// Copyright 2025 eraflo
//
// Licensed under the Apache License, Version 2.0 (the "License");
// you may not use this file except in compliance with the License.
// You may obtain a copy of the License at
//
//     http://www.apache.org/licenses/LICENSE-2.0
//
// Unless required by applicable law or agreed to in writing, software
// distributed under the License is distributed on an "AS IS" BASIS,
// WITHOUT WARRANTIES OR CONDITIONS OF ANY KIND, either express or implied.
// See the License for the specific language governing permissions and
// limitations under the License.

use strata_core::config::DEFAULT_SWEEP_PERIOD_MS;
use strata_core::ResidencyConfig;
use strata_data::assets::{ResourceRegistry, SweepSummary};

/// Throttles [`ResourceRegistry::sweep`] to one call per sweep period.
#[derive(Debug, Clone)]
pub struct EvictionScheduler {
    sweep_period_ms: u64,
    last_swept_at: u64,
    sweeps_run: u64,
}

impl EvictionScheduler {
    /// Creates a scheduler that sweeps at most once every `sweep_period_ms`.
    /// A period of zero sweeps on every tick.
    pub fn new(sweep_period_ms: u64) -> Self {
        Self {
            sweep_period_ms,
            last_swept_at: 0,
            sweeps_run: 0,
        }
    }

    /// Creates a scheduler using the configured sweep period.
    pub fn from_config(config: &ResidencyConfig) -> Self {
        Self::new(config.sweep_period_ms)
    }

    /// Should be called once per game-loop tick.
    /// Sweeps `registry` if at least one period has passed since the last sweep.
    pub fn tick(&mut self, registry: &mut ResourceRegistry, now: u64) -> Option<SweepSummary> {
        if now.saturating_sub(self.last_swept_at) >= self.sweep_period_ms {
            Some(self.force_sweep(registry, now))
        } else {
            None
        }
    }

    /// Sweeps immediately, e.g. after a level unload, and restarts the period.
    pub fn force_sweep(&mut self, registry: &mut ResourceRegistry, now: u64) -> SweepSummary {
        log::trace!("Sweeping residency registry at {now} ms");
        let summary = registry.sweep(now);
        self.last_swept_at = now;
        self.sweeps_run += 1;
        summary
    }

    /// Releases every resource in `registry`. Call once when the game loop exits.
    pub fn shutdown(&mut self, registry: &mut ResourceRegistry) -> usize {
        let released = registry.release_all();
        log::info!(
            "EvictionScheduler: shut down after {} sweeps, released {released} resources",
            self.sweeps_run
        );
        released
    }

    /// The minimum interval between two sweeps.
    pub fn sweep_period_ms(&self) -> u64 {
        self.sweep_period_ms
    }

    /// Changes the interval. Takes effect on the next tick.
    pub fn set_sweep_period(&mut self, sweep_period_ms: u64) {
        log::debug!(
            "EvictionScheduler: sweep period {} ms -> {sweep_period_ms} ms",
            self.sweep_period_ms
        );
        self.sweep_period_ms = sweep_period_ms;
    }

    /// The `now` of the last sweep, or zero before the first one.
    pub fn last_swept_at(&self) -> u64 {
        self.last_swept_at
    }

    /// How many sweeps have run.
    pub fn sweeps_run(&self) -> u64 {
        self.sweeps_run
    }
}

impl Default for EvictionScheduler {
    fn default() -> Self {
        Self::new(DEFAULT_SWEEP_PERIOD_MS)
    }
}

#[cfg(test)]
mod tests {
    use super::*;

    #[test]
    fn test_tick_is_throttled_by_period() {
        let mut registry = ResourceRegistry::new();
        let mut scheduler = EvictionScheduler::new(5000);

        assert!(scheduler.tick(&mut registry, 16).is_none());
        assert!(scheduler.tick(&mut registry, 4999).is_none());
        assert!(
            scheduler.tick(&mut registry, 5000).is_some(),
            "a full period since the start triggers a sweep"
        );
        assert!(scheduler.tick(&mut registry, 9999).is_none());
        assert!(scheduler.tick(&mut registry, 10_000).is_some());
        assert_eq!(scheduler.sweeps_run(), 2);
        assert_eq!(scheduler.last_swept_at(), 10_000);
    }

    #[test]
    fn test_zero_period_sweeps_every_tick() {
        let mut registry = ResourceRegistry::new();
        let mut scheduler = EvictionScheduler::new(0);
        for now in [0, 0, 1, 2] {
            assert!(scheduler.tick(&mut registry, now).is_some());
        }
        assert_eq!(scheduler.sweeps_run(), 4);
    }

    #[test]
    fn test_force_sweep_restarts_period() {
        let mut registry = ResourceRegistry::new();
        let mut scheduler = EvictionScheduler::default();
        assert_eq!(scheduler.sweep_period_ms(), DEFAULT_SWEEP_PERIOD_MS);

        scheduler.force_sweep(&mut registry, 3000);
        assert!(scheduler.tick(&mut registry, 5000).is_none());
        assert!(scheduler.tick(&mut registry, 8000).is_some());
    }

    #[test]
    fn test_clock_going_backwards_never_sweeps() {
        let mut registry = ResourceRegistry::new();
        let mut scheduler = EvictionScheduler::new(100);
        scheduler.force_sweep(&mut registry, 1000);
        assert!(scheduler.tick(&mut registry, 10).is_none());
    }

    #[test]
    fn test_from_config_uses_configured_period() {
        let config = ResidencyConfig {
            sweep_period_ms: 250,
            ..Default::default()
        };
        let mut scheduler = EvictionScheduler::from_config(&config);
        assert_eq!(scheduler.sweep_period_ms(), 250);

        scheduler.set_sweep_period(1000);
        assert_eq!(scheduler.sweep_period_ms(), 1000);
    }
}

***

If a line in the records above contains "Creates", copy that line.

    /// Creates a scheduler that sweeps at most once every `sweep_period_ms`.
    /// Creates a scheduler using the configured sweep period.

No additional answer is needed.